» **The data**

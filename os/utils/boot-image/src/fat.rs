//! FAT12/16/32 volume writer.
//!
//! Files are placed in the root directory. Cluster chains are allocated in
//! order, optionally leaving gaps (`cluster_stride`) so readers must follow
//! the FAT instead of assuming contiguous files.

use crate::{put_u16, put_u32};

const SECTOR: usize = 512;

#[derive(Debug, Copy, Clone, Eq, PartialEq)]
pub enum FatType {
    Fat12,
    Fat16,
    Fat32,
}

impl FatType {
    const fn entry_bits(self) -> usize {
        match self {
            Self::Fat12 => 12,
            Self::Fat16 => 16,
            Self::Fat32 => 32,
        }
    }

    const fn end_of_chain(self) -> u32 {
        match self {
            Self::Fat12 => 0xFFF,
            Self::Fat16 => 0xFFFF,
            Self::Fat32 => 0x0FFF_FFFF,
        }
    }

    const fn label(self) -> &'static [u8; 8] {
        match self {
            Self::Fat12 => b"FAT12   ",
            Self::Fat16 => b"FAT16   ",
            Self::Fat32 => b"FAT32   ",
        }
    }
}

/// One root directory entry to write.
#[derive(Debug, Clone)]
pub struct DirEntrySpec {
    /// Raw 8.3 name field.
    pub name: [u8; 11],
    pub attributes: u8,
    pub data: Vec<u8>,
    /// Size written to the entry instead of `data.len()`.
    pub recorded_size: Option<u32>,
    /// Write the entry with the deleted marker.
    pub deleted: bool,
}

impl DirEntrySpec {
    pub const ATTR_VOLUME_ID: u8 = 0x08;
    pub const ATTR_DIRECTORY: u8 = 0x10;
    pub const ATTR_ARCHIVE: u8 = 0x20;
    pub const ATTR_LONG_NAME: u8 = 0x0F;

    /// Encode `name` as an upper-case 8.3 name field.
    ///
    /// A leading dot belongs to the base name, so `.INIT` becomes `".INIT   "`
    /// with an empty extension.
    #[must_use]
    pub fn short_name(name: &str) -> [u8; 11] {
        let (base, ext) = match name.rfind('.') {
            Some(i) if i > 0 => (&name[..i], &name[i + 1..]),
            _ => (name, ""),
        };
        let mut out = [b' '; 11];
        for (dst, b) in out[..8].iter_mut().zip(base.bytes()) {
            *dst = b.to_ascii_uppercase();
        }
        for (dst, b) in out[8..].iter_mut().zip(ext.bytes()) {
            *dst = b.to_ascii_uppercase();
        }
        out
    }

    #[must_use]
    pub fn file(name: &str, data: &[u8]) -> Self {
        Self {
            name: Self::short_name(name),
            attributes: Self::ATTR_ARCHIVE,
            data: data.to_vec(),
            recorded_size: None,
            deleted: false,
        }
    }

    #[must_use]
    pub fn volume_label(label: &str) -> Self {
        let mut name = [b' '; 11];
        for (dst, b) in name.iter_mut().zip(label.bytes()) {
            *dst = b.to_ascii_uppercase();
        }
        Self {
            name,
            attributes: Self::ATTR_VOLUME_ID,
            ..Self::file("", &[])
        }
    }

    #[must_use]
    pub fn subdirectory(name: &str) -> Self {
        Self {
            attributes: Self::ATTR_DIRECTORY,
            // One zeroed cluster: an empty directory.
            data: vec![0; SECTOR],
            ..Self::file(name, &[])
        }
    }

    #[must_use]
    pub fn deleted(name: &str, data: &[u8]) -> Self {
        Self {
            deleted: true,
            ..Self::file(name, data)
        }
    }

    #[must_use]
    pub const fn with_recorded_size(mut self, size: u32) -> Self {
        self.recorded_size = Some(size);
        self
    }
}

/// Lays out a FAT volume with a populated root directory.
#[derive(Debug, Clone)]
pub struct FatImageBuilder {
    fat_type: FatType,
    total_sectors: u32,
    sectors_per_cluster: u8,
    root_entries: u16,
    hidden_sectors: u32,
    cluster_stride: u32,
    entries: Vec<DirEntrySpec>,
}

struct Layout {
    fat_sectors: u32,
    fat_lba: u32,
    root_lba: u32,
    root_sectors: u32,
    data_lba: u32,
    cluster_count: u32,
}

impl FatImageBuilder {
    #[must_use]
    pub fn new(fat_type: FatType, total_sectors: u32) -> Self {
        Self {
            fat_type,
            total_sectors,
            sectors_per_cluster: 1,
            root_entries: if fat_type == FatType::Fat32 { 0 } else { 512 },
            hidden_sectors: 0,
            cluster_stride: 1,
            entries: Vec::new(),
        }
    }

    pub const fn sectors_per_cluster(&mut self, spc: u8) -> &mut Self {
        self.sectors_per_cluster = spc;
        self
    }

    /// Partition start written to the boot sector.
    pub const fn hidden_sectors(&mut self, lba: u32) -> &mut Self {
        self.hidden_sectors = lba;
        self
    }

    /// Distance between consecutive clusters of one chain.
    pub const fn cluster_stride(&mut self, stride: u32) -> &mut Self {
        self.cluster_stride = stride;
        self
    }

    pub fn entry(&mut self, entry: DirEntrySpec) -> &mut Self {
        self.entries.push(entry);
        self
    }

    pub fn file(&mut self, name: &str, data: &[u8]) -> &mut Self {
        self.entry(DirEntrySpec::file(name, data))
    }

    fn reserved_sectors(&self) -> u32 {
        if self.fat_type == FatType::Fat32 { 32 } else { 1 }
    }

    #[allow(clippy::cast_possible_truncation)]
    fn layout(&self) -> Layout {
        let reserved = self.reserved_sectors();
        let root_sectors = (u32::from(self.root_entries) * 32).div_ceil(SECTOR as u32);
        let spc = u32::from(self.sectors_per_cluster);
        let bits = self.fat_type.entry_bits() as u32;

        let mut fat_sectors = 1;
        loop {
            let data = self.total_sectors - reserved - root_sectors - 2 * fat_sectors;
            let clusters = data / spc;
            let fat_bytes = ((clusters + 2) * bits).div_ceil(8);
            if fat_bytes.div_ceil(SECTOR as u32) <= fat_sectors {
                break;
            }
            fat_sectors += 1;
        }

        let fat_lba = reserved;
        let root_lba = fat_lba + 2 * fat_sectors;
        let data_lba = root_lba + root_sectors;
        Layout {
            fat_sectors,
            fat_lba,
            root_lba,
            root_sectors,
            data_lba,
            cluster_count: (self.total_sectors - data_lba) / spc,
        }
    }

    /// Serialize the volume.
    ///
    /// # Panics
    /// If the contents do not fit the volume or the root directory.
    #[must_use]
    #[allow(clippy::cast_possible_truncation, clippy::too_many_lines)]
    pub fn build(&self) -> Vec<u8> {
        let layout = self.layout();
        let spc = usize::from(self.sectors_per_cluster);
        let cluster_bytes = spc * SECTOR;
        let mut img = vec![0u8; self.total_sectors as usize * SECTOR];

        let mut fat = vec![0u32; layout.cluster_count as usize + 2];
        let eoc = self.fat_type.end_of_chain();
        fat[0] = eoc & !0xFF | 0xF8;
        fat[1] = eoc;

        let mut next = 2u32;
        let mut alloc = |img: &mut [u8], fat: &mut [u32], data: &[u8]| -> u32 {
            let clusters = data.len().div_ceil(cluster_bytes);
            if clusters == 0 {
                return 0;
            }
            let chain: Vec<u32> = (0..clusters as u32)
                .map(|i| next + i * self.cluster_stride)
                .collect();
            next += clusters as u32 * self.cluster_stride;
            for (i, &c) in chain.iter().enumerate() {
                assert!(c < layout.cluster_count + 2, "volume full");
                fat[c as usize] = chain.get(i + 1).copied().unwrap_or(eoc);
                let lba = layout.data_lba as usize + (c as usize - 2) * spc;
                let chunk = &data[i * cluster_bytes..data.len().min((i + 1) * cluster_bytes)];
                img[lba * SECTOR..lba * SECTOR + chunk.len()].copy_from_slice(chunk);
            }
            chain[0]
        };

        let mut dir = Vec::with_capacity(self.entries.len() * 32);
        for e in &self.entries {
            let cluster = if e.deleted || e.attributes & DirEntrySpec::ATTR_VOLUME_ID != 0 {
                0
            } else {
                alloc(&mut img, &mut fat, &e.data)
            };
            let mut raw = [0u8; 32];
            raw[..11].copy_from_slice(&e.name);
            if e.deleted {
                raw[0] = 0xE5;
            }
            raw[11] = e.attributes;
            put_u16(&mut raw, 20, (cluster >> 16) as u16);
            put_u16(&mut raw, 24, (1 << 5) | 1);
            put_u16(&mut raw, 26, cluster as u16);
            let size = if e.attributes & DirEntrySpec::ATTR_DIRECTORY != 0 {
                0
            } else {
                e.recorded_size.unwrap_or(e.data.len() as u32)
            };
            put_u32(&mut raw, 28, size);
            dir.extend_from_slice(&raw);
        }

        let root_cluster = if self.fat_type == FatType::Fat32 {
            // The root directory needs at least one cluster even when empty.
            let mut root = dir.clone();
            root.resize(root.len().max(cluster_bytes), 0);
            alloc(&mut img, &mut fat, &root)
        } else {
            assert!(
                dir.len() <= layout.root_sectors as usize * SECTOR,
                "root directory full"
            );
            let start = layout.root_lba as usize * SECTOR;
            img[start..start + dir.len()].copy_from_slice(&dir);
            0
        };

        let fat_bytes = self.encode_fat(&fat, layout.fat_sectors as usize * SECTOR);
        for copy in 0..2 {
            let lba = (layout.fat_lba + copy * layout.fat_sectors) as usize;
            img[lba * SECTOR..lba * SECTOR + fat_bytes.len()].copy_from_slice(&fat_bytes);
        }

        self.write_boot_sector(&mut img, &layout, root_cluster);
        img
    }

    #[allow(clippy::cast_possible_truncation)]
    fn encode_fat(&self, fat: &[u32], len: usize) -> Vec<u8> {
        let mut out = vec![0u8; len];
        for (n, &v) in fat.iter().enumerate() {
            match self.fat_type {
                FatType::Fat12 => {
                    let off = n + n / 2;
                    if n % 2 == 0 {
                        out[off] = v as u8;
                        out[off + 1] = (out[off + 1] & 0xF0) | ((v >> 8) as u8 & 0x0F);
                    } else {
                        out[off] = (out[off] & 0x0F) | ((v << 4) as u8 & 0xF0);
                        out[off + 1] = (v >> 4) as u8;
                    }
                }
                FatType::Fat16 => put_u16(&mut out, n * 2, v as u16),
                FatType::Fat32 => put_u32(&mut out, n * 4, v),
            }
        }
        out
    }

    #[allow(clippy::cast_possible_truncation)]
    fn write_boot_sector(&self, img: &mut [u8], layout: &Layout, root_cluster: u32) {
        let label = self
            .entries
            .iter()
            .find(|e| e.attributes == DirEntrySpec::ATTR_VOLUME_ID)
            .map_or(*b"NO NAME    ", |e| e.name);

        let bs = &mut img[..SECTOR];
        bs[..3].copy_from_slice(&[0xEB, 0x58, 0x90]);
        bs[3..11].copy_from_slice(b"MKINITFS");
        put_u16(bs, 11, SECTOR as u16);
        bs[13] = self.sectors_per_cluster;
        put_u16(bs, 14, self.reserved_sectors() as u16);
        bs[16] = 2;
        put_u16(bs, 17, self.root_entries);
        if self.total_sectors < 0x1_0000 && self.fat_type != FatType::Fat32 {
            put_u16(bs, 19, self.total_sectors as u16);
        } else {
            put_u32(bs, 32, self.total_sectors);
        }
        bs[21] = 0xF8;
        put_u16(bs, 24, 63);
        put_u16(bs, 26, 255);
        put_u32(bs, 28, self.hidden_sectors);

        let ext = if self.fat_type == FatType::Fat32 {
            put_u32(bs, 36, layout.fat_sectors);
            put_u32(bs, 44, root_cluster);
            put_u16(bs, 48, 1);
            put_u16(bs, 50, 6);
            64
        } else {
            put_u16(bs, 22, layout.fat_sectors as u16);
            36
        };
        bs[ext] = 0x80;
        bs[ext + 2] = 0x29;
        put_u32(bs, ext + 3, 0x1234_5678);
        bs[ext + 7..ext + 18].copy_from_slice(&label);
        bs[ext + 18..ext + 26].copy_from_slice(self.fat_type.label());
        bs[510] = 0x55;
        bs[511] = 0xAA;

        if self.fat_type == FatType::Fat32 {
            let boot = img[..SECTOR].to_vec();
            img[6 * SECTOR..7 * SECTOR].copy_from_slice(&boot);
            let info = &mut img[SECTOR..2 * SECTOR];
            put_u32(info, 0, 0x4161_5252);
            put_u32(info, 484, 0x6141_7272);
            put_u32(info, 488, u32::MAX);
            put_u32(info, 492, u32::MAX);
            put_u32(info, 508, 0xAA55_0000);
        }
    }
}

» **Problem to work on**
Tally the lines of the material that contain the word "DirEntrySpec" and say the number, nothing more.

» **Output for this exercise**
8